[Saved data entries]
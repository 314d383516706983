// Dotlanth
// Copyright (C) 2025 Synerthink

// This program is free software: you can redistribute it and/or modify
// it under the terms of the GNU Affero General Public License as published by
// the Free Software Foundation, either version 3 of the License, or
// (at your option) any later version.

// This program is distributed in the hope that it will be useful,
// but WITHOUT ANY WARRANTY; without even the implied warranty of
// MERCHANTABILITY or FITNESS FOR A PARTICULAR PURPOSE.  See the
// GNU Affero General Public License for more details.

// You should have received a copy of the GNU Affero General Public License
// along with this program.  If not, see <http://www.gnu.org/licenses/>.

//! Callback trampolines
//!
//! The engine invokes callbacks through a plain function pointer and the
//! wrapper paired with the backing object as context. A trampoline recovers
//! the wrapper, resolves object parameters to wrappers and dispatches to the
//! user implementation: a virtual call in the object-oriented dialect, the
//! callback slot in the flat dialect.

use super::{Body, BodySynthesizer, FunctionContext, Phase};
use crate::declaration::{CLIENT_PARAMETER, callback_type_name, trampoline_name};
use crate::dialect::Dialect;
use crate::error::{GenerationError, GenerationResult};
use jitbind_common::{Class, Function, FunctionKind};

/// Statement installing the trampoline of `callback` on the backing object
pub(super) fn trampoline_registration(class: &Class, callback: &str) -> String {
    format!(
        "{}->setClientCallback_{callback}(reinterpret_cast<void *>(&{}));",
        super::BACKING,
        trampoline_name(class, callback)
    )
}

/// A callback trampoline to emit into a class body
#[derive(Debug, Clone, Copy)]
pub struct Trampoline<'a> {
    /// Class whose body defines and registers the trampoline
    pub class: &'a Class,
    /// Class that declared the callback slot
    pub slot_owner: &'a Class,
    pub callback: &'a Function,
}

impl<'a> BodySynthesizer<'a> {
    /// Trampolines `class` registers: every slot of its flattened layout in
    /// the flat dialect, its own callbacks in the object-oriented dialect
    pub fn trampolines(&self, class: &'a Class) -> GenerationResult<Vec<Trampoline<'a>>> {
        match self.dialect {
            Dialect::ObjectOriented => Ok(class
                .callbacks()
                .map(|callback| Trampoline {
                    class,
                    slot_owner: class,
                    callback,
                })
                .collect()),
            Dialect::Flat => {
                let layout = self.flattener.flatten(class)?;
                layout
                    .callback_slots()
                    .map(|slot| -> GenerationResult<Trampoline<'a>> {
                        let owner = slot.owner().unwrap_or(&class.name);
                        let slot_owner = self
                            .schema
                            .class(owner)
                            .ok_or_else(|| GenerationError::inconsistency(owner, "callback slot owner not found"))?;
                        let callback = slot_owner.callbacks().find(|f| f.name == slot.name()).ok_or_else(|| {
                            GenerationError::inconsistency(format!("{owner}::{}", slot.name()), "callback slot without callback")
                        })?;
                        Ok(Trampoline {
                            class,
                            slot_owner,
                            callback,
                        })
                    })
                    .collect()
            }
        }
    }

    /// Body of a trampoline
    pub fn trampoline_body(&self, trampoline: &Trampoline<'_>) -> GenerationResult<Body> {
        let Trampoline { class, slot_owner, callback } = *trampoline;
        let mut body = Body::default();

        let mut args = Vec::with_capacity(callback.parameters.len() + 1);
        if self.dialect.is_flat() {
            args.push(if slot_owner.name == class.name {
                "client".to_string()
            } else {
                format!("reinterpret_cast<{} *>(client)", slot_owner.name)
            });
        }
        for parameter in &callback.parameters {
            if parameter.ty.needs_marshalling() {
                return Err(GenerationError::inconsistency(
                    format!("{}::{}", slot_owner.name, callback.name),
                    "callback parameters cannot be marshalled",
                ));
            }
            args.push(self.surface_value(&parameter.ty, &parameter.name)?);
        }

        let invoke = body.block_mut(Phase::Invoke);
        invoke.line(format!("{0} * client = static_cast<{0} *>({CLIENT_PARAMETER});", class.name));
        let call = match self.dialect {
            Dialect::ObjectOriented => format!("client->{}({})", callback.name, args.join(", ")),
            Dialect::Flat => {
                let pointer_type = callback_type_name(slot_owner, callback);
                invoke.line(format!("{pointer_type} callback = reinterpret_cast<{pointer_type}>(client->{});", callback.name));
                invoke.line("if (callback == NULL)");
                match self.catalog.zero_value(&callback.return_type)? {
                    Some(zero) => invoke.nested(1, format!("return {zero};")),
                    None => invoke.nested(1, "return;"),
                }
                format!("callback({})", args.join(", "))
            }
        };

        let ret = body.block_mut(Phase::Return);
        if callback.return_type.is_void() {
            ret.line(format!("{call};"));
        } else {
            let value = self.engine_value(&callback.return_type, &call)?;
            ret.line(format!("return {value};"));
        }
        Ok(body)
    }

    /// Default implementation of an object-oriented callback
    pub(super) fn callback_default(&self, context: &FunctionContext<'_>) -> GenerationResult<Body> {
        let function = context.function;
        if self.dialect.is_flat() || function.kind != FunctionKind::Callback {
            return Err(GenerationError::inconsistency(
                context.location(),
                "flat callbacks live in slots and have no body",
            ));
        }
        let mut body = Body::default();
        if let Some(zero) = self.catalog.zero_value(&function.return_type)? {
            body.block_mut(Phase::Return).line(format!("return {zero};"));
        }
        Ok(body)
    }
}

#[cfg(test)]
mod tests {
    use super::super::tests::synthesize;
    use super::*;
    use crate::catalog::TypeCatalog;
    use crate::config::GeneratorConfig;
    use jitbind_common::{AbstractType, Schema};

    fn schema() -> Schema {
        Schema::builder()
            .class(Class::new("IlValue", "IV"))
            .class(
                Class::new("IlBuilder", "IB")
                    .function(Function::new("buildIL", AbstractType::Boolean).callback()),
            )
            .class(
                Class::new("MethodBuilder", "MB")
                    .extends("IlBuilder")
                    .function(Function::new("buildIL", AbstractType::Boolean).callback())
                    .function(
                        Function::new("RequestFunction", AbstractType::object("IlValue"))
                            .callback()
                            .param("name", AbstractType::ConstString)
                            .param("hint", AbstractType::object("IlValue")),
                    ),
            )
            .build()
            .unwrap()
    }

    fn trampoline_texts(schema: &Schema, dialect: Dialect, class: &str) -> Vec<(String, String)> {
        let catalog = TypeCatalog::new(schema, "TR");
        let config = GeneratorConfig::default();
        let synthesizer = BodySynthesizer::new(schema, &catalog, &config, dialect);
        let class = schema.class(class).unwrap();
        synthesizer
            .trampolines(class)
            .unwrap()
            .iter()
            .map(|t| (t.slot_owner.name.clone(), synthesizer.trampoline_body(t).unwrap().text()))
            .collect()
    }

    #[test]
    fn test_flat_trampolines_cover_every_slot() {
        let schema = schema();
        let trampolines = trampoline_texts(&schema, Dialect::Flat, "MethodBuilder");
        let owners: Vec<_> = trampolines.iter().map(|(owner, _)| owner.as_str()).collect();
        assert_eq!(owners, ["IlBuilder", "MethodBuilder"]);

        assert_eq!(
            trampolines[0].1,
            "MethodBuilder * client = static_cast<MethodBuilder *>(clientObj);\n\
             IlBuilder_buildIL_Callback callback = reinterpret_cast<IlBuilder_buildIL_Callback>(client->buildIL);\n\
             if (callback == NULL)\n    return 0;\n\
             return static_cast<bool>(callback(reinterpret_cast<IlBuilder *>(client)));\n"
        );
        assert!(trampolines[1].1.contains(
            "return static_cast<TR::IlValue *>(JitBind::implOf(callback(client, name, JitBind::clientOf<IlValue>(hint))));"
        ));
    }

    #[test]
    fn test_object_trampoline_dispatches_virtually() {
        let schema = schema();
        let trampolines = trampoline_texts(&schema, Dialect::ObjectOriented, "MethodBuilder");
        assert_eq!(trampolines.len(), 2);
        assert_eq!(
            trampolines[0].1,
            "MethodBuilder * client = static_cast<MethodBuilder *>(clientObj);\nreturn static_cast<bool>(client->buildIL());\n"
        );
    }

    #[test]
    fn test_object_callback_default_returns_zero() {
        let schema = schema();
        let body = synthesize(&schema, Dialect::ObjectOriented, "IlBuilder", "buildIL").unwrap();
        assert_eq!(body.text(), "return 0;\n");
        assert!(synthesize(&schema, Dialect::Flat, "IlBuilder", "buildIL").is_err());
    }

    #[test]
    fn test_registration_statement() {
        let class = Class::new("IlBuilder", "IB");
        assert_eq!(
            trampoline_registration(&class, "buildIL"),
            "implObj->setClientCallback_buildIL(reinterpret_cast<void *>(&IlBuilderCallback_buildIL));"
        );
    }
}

--

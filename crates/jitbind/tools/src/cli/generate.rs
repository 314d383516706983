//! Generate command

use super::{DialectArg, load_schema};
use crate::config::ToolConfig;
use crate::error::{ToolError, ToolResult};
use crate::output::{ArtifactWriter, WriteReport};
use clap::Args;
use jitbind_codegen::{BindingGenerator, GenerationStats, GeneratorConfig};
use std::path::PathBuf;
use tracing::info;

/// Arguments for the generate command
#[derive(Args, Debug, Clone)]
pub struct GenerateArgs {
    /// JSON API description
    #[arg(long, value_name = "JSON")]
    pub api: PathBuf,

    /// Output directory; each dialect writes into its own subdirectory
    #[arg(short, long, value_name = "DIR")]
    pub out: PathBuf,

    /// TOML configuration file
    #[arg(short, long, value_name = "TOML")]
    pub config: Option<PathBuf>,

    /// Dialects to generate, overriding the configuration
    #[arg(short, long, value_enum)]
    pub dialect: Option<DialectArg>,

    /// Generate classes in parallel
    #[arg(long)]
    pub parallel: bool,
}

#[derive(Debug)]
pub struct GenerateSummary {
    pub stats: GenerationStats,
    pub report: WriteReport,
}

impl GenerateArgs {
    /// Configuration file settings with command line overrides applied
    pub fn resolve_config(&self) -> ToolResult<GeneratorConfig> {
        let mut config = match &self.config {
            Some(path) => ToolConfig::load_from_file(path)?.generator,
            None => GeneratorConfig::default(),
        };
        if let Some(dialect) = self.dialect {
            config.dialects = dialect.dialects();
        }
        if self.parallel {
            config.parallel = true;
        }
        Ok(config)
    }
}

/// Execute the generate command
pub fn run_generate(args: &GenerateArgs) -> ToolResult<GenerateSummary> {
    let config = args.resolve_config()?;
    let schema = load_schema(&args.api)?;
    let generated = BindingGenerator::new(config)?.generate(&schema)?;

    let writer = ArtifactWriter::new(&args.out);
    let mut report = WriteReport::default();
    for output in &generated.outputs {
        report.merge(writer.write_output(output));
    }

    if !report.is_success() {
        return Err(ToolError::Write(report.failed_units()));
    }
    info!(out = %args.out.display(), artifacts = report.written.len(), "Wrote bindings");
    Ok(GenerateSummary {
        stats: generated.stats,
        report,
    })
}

--

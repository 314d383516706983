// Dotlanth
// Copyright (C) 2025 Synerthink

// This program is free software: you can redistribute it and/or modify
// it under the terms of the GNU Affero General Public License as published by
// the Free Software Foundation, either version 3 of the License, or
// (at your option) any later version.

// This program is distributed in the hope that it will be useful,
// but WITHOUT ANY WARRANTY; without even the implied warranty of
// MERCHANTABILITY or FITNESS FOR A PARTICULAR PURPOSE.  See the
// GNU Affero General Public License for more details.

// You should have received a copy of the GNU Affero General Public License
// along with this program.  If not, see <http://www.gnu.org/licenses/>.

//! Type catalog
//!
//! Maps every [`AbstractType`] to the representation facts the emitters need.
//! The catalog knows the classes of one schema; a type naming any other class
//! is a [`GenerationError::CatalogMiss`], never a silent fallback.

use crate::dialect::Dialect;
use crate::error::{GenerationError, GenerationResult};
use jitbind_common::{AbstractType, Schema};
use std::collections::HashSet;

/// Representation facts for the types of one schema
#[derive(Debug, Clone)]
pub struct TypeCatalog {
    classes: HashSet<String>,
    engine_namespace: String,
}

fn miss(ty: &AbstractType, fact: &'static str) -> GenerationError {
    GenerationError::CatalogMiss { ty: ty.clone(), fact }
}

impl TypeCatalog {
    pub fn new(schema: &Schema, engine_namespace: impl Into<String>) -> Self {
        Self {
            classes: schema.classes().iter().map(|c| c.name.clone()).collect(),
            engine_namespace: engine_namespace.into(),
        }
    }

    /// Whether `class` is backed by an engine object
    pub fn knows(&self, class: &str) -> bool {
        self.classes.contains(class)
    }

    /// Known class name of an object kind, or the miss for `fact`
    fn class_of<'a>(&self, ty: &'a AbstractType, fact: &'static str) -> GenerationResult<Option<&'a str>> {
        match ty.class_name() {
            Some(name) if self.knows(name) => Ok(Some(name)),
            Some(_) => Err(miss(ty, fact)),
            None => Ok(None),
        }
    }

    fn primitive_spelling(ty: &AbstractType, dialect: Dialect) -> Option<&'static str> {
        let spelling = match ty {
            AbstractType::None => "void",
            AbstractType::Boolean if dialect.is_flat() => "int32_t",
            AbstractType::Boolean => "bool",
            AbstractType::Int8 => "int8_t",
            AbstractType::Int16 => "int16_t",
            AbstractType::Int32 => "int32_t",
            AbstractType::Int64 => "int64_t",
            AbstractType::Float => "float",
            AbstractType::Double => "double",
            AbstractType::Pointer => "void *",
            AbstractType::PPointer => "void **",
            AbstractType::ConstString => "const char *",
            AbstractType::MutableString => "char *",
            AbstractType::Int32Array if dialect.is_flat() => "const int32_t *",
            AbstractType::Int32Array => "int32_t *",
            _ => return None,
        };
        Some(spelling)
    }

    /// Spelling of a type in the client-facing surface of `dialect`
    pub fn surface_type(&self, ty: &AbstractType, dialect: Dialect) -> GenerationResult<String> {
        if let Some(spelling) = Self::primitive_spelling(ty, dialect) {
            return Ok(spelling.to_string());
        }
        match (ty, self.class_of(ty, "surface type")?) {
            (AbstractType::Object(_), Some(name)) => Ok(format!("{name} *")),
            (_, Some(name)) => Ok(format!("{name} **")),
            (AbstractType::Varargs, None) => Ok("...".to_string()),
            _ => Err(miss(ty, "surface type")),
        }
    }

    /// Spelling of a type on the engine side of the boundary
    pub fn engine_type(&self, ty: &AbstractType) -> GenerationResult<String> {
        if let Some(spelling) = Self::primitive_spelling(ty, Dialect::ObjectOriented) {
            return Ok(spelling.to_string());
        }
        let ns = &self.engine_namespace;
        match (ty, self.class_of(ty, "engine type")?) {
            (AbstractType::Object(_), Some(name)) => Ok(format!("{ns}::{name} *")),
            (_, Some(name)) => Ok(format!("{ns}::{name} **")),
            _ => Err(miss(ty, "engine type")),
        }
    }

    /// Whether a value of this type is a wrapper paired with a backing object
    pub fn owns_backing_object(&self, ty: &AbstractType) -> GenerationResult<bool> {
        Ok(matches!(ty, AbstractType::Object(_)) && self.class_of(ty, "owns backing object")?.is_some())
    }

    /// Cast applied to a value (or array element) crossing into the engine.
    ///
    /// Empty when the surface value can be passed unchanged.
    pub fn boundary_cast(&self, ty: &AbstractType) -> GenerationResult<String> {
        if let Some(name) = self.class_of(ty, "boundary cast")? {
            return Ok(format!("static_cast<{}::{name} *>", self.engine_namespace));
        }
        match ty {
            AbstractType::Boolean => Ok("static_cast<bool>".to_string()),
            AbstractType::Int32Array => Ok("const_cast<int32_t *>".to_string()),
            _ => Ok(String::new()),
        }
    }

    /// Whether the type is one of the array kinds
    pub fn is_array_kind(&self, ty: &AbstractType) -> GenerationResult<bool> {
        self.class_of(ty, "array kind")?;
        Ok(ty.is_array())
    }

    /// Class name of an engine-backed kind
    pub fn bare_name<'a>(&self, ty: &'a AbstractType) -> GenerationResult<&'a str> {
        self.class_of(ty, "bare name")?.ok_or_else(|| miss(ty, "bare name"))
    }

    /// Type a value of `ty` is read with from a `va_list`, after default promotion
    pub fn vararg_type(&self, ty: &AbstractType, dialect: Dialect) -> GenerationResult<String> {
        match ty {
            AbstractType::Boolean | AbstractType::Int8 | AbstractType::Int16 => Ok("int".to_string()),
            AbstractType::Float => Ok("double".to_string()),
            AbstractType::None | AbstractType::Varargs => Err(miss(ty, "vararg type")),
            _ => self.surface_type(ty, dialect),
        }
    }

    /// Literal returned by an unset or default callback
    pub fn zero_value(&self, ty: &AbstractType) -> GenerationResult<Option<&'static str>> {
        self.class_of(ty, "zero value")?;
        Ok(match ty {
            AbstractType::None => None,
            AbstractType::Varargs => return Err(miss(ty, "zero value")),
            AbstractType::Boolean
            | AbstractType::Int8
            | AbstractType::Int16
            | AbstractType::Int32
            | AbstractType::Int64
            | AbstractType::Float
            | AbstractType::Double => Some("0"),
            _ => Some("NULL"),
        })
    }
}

## Instructions for the task
For the entries above, state how many lines contain the word "ToolError". Provide the number by itself.

## Response
2